INPUT RECORDS:
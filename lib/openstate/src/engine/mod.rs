// This Source Code Form is subject to the terms of the Mozilla Public
// License, v. 2.0. If a copy of the MPL was not distributed with this
// file, You can obtain one at https://mozilla.org/MPL/2.0/.

// Copyright 2025 The OpenState Authors

//! The state table engine.

pub mod key;
pub mod match_fields;
pub mod state_table;

pub use key::KeyExtractor;
pub use key::KeyHex;
pub use key::StateKey;
pub use match_fields::MatchFields;
pub use match_fields::PacketMatch;
pub use state_table::KeySource;
pub use state_table::StateEntryRef;
pub use state_table::StateTable;
//! Shader cooking: identity text copy with stage classification.
//!
//! Compilation is external to the pipeline; the cooked output is the source
//! text unchanged. The metadata records the pipeline stage derived from the
//! extension along with empty define/include lists.

use std::fs;
use std::path::Path;

use tracing::debug;

use assetkiln_core::{AssetKind, AssetMetadata, ShaderStage};

use crate::traits::{
    ensure_parent_dir, extension_tag, write_metadata, AssetProcessor, ProcessResult,
};

/// Processor for shader source assets
#[derive(Debug, Default)]
pub struct ShaderProcessor;

impl ShaderProcessor {
    pub fn new() -> Self {
        Self
    }
}

impl AssetProcessor for ShaderProcessor {
    fn name(&self) -> &'static str {
        "shader"
    }

    fn kind(&self) -> AssetKind {
        AssetKind::Shader
    }

    fn extensions(&self) -> &'static [&'static str] {
        &["vert", "frag", "geom", "tesc", "tese", "comp"]
    }

    fn process(&self, input: &Path, output: &Path) -> ProcessResult<AssetMetadata> {
        let source_text = fs::read_to_string(input)?;

        ensure_parent_dir(output)?;
        fs::write(output, &source_text)?;

        let stage = ShaderStage::from_extension(&extension_tag(input));
        let metadata = AssetMetadata::Shader {
            shader_type: stage,
            source: input.display().to_string(),
            defines: Vec::new(),
            includes: Vec::new(),
        };
        write_metadata(output, &metadata)?;

        debug!(
            input = %input.display(),
            output = %output.display(),
            stage = %stage,
            "Cooked shader"
        );
        Ok(metadata)
    }
}
//! Texture cooking: decode, normalize to RGBA8, re-encode losslessly.
//!
//! Whatever the source color representation, the cooked output is always
//! four-channel RGBA8 PNG data written to the output path. Mipmap generation
//! is recorded as desired in the metadata but not yet performed here.

use std::path::Path;

use image::{DynamicImage, ImageFormat};
use tracing::debug;

use assetkiln_core::{AssetKind, AssetMetadata};

use crate::traits::{ensure_parent_dir, write_metadata, AssetProcessor, ProcessResult};

/// Processor for image assets
#[derive(Debug, Default)]
pub struct TextureProcessor;

impl TextureProcessor {
    pub fn new() -> Self {
        Self
    }
}

impl AssetProcessor for TextureProcessor {
    fn name(&self) -> &'static str {
        "texture"
    }

    fn kind(&self) -> AssetKind {
        AssetKind::Texture
    }

    fn extensions(&self) -> &'static [&'static str] {
        &["png", "jpg", "jpeg", "bmp", "tga"]
    }

    fn process(&self, input: &Path, output: &Path) -> ProcessResult<AssetMetadata> {
        // Decode failures (corrupt file, unsupported encoding) surface as
        // recoverable errors, not a run abort.
        let decoded = image::open(input)?;
        let rgba = match decoded {
            DynamicImage::ImageRgba8(img) => img,
            other => other.to_rgba8(),
        };
        let (width, height) = rgba.dimensions();

        ensure_parent_dir(output)?;
        DynamicImage::ImageRgba8(rgba).save_with_format(output, ImageFormat::Png)?;

        let metadata = AssetMetadata::Texture {
            format: "rgba8".to_string(),
            width,
            height,
            channels: 4,
            mipmaps: true,
            source: input.display().to_string(),
        };
        write_metadata(output, &metadata)?;

        debug!(
            input = %input.display(),
            output = %output.display(),
            width,
            height,
            "Cooked texture"
        );
        Ok(metadata)
    }
}
//! Audio cooking: verified pass-through copy.
//!
//! Same contract as model cooking — raw copy plus schema emission — with
//! duration, channel count, sample rate, and bit depth zeroed until real
//! audio decoding is integrated.

use std::fs;
use std::path::Path;

use tracing::debug;

use assetkiln_core::{AssetKind, AssetMetadata};

use crate::traits::{
    ensure_parent_dir, extension_tag, write_metadata, AssetProcessor, ProcessError, ProcessResult,
};

/// Processor for audio assets
#[derive(Debug, Default)]
pub struct AudioProcessor;

impl AudioProcessor {
    pub fn new() -> Self {
        Self
    }
}

impl AssetProcessor for AudioProcessor {
    fn name(&self) -> &'static str {
        "audio"
    }

    fn kind(&self) -> AssetKind {
        AssetKind::Audio
    }

    fn extensions(&self) -> &'static [&'static str] {
        &["wav", "mp3", "ogg", "flac"]
    }

    fn process(&self, input: &Path, output: &Path) -> ProcessResult<AssetMetadata> {
        ensure_parent_dir(output)?;

        let expected = fs::metadata(input)?.len();
        let written = fs::copy(input, output)?;
        if written != expected {
            return Err(ProcessError::CopyMismatch { expected, written });
        }

        let metadata = AssetMetadata::Audio {
            format: extension_tag(input),
            source: input.display().to_string(),
            duration: 0.0,
            channels: 0,
            sample_rate: 0,
            bit_depth: 0,
        };
        write_metadata(output, &metadata)?;

        debug!(
            input = %input.display(),
            output = %output.display(),
            bytes = written,
            "Cooked audio"
        );
        Ok(metadata)
    }
}

#[cfg(test)]
mod tests {
    use super::*;
    use tempfile::tempdir;

    #[test]
    fn test_copy_and_zeroed_metadata() {
        let dir = tempdir().unwrap();
        let input = dir.path().join("engine.wav");
        let output = dir.path().join("cooked").join("engine.wav");
        fs::write(&input, b"RIFF....WAVE").unwrap();

        let metadata = AudioProcessor::new().process(&input, &output).unwrap();

        assert_eq!(fs::read(&output).unwrap(), b"RIFF....WAVE");
        match metadata {
            AssetMetadata::Audio {
                format,
                duration,
                channels,
                sample_rate,
                bit_depth,
                ..
            } => {
                assert_eq!(format, "wav");
                assert_eq!(duration, 0.0);
                assert_eq!(channels, 0);
                assert_eq!(sample_rate, 0);
                assert_eq!(bit_depth, 0);
            }
            other => panic!("expected audio metadata, got {other:?}"),
        }
    }

    #[test]
    fn test_sidecar_addressable_by_extension_swap() {
        let dir = tempdir().unwrap();
        let input = dir.path().join("music.ogg");
        let output = dir.path().join("out").join("music.ogg");
        fs::write(&input, b"OggS").unwrap();

        AudioProcessor::new().process(&input, &output).unwrap();

        assert!(dir.path().join("out").join("music.json").is_file());
    }
}
//! Extension-to-processor lookup table.
//!
//! The registry is an explicit, immutable table built once at startup and
//! passed by reference into the cooker — there is no process-wide state.
//! Resolution walks the registration order, so when two processors claim the
//! same extension the earlier registration wins; the collision is logged at
//! registration time.

use std::path::Path;

use tracing::warn;

use crate::audio::AudioProcessor;
use crate::model::ModelProcessor;
use crate::shader::ShaderProcessor;
use crate::texture::TextureProcessor;
use crate::traits::AssetProcessor;

/// Ordered table of registered processors
pub struct ProcessorRegistry {
    processors: Vec<Box<dyn AssetProcessor>>,
}

impl ProcessorRegistry {
    /// Create an empty registry
    pub fn new() -> Self {
        Self {
            processors: Vec::new(),
        }
    }

    /// Create a registry with the four built-in processors
    pub fn with_default_processors() -> Self {
        let mut registry = Self::new();
        registry.register(Box::new(TextureProcessor::new()));
        registry.register(Box::new(ModelProcessor::new()));
        registry.register(Box::new(AudioProcessor::new()));
        registry.register(Box::new(ShaderProcessor::new()));
        registry
    }

    /// Append a processor to the table
    ///
    /// Extension ownership is expected to be unique; an overlap keeps the
    /// earlier owner and is reported here so a misconfigured custom table
    /// surfaces without turning startup into a failure point.
    pub fn register(&mut self, processor: Box<dyn AssetProcessor>) {
        for ext in processor.extensions() {
            if let Some(owner) = self.owner_of(ext) {
                warn!(
                    extension = *ext,
                    owner = owner.name(),
                    ignored = processor.name(),
                    "Extension already claimed; earlier registration wins"
                );
            }
        }
        self.processors.push(processor);
    }

    /// Find the processor claiming this path's extension, if any
    ///
    /// Matching is case-insensitive. An unclaimed extension is not an error
    /// at this layer; the caller decides how to treat the `None`.
    pub fn resolve(&self, path: &Path) -> Option<&dyn AssetProcessor> {
        self.processors
            .iter()
            .find(|p| p.can_process(path))
            .map(|p| p.as_ref())
    }

    /// Processor currently owning an extension (lowercase, no dot)
    fn owner_of(&self, ext: &str) -> Option<&dyn AssetProcessor> {
        self.processors
            .iter()
            .find(|p| p.extensions().iter().any(|claimed| *claimed == ext))
            .map(|p| p.as_ref())
    }

    /// Number of registered processors
    pub fn len(&self) -> usize {
        self.processors.len()
    }

    pub fn is_empty(&self) -> bool {
        self.processors.is_empty()
    }
}

impl Default for ProcessorRegistry {
    fn default() -> Self {
        Self::with_default_processors()
    }
}
//! assetkiln Core Library
//!
//! This crate provides the shared data model for the asset cooking
//! pipeline: asset categories, per-asset metadata records, the manifest
//! document, and the sidecar naming conventions the other crates agree on.

pub mod manifest;
pub mod metadata;
pub mod types;

pub use manifest::{Manifest, ManifestEntry, MANIFEST_FILE_NAME, MANIFEST_VERSION};
pub use metadata::{is_sidecar, sidecar_path, AssetMetadata, METADATA_EXTENSION};
pub use types::{AssetKind, ShaderStage};

/// Re-export commonly used items
pub mod prelude {
    pub use crate::manifest::{Manifest, ManifestEntry};
    pub use crate::metadata::AssetMetadata;
    pub use crate::types::{AssetKind, ShaderStage};
}
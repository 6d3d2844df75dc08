//! Manifest aggregation over a cooked output tree.
//!
//! The builder scans the output root for metadata sidecars, parses each one,
//! and writes a single manifest document listing every record with its
//! output-relative path. The manifest is regenerated wholesale on every
//! build and excludes itself from the scan.

use std::fs;
use std::path::{Path, PathBuf};

use thiserror::Error;
use tracing::{info, warn};
use walkdir::WalkDir;

use assetkiln_core::{
    is_sidecar, AssetMetadata, Manifest, ManifestEntry, MANIFEST_FILE_NAME,
};

/// Errors that can occur while writing the manifest
///
/// Corrupt sidecars are not represented here: a record that fails to parse
/// is logged and skipped, never fatal to aggregation.
#[derive(Error, Debug)]
pub enum ManifestError {
    #[error("I/O error: {0}")]
    Io(#[from] std::io::Error),

    #[error("Manifest serialization error: {0}")]
    Serialize(#[from] serde_json::Error),
}

/// Result type alias for manifest operations
pub type ManifestResult<T> = Result<T, ManifestError>;

/// Aggregates sidecar records under an output root into a manifest
#[derive(Debug, Default)]
pub struct ManifestBuilder;

impl ManifestBuilder {
    pub fn new() -> Self {
        Self
    }

    /// Scan `output_dir` recursively and write `manifest.json` at its root
    ///
    /// Entries are sorted by their output-relative path so regeneration
    /// produces identical output for identical trees regardless of
    /// filesystem enumeration order. Returns the manifest path.
    pub fn build(&self, output_dir: &Path) -> ManifestResult<PathBuf> {
        let mut entries = Vec::new();

        for entry in WalkDir::new(output_dir) {
            let entry = match entry {
                Ok(entry) => entry,
                Err(e) => {
                    warn!(error = %e, "Skipping unreadable entry");
                    continue;
                }
            };
            if !entry.file_type().is_file() {
                continue;
            }
            let sidecar = entry.path();
            if !is_sidecar(sidecar) {
                continue;
            }
            if sidecar.file_name().and_then(|n| n.to_str()) == Some(MANIFEST_FILE_NAME) {
                continue;
            }

            let metadata = match Self::read_record(sidecar) {
                Ok(metadata) => metadata,
                Err(e) => {
                    warn!(sidecar = %sidecar.display(), error = %e, "Skipping corrupt sidecar");
                    continue;
                }
            };

            match relative_asset_path(sidecar, output_dir) {
                Some(path) => entries.push(ManifestEntry { metadata, path }),
                None => {
                    warn!(sidecar = %sidecar.display(), "Sidecar outside output root; skipping");
                }
            }
        }

        entries.sort_by(|a, b| a.path.cmp(&b.path));

        let manifest = Manifest::new(entries);
        let manifest_path = output_dir.join(MANIFEST_FILE_NAME);
        fs::write(&manifest_path, serde_json::to_string_pretty(&manifest)?)?;

        info!(
            manifest = %manifest_path.display(),
            assets = manifest.asset_count,
            "Generated asset manifest"
        );
        Ok(manifest_path)
    }

    fn read_record(sidecar: &Path) -> ManifestResult<AssetMetadata> {
        let text = fs::read_to_string(sidecar)?;
        Ok(serde_json::from_str(&text)?)
    }
}

/// Output-relative path of the asset a sidecar describes
///
/// The sidecar extension is stripped and components are joined with `/` so
/// manifests compare equal across platforms.
fn relative_asset_path(sidecar: &Path, root: &Path) -> Option<String> {
    let rel = sidecar.strip_prefix(root).ok()?.with_extension("");
    let parts: Vec<String> = rel
        .components()
        .map(|c| c.as_os_str().to_string_lossy().into_owned())
        .collect();
    Some(parts.join("/"))
}
/// LanceDB wrapper for the incentive-program index.
///
/// One table holds both retrieval surfaces: an embedding column for
/// approximate-nearest-neighbor search and a text column carrying a full-text
/// (BM25) index. Structural filters (state, sector, status) are pushed down as
/// SQL predicates on both query paths.
///
/// Table schema:
/// - id: Utf8 (not null)
/// - name: Utf8 (not null)
/// - state: Utf8 (not null, "" when the program is not state-scoped)
/// - sector: Utf8 (not null, "" when the program is sector-agnostic)
/// - status: Utf8 (not null)
/// - text: Utf8 (not null) — the text that was embedded, also FTS-indexed
/// - embedding: FixedSizeList<Float32, dim> (not null)
use std::sync::Arc;

use arrow_array::{RecordBatch, RecordBatchIterator};
use arrow_schema::Schema;
use lancedb::index::scalar::{FtsIndexBuilder, FullTextSearchQuery};
use lancedb::index::Index;
use lancedb::query::{ExecutableQuery, QueryBase};
use tracing::info;

use crate::error::CommonError;

pub struct VectorDb {
    db: lancedb::Connection,
}

impl VectorDb {
    /// Connect to a LanceDB database at the given filesystem path.
    pub async fn connect(path: &str) -> Result<Self, CommonError> {
        let db = lancedb::connect(path)
            .execute()
            .await
            .map_err(|e| CommonError::VectorDb(format!("connection failed: {e}")))?;
        Ok(Self { db })
    }

    /// Create or replace a table with the given schema and data, then build the
    /// full-text index on the `text` column.
    ///
    /// Drop-and-recreate is the atomic publish point for index updates: readers
    /// of the previous table are unaffected until the new one lands, and
    /// re-indexing a corpus of a few thousand programs is cheap.
    pub async fn create_or_replace_table(
        &self,
        table_name: &str,
        schema: Arc<Schema>,
        batches: Vec<RecordBatch>,
    ) -> Result<(), CommonError> {
        // Drop existing table if present (ignore errors — table may not exist)
        let _ = self.db.drop_table(table_name).await;

        let batch_iter = RecordBatchIterator::new(batches.into_iter().map(Ok), schema);
        let table = self
            .db
            .create_table(table_name, Box::new(batch_iter))
            .execute()
            .await
            .map_err(|e| CommonError::VectorDb(format!("create table failed: {e}")))?;

        table
            .create_index(&["text"], Index::FTS(FtsIndexBuilder::default()))
            .execute()
            .await
            .map_err(|e| CommonError::VectorDb(format!("full-text index failed: {e}")))?;

        info!(table = table_name, "program index table created");
        Ok(())
    }

    /// Approximate-nearest-neighbor search over the embedding column.
    ///
    /// Returns up to `limit` rows as RecordBatches including the `_distance`
    /// column added by LanceDB (L2, lower is more similar). `filter` is a
    /// DataFusion SQL predicate applied before ranking.
    pub async fn vector_search(
        &self,
        table_name: &str,
        query_embedding: &[f32],
        filter: Option<&str>,
        limit: usize,
    ) -> Result<Vec<RecordBatch>, CommonError> {
        let table = self.open_table(table_name).await?;

        let mut query = table
            .vector_search(query_embedding)
            .map_err(|e| CommonError::VectorDb(format!("vector search setup failed: {e}")))?
            .limit(limit);
        if let Some(predicate) = filter {
            query = query.only_if(predicate.to_string());
        }

        let results = query
            .execute()
            .await
            .map_err(|e| CommonError::VectorDb(format!("vector search failed: {e}")))?;

        futures::TryStreamExt::try_collect(results)
            .await
            .map_err(|e| CommonError::VectorDb(format!("collecting search results failed: {e}")))
    }

    /// BM25 full-text search over the `text` column.
    ///
    /// Returns up to `limit` rows as RecordBatches including the `_score`
    /// column added by LanceDB (higher is more relevant).
    pub async fn full_text_search(
        &self,
        table_name: &str,
        query_text: &str,
        filter: Option<&str>,
        limit: usize,
    ) -> Result<Vec<RecordBatch>, CommonError> {
        let table = self.open_table(table_name).await?;

        let mut query = table
            .query()
            .full_text_search(FullTextSearchQuery::new(query_text.to_string()))
            .limit(limit);
        if let Some(predicate) = filter {
            query = query.only_if(predicate.to_string());
        }

        let results = query
            .execute()
            .await
            .map_err(|e| CommonError::VectorDb(format!("full-text search failed: {e}")))?;

        futures::TryStreamExt::try_collect(results)
            .await
            .map_err(|e| CommonError::VectorDb(format!("collecting search results failed: {e}")))
    }

    /// Look up a single row by its `id` column value.
    ///
    /// Returns `None` if the id is not found. Returns the first match if multiple exist.
    pub async fn get_by_id(
        &self,
        table_name: &str,
        id: &str,
    ) -> Result<Option<RecordBatch>, CommonError> {
        let table = self.open_table(table_name).await?;

        // LanceDB uses DataFusion SQL syntax for filters.
        let filter = format!("id = '{}'", id.replace('\'', "''"));
        let results = table
            .query()
            .only_if(filter)
            .limit(1)
            .execute()
            .await
            .map_err(|e| CommonError::VectorDb(format!("query by id failed: {e}")))?;

        let batches: Vec<RecordBatch> = futures::TryStreamExt::try_collect(results)
            .await
            .map_err(|e| CommonError::VectorDb(format!("collecting query results failed: {e}")))?;

        Ok(batches.into_iter().next().filter(|b| b.num_rows() > 0))
    }

    async fn open_table(&self, table_name: &str) -> Result<lancedb::Table, CommonError> {
        self.db
            .open_table(table_name)
            .execute()
            .await
            .map_err(|e| CommonError::VectorDb(format!("open table failed: {e}")))
    }
}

TRY IT:
The string "unwrap" may appear on lines of the data above; give the number of those lines and nothing more.

ANSWER:
7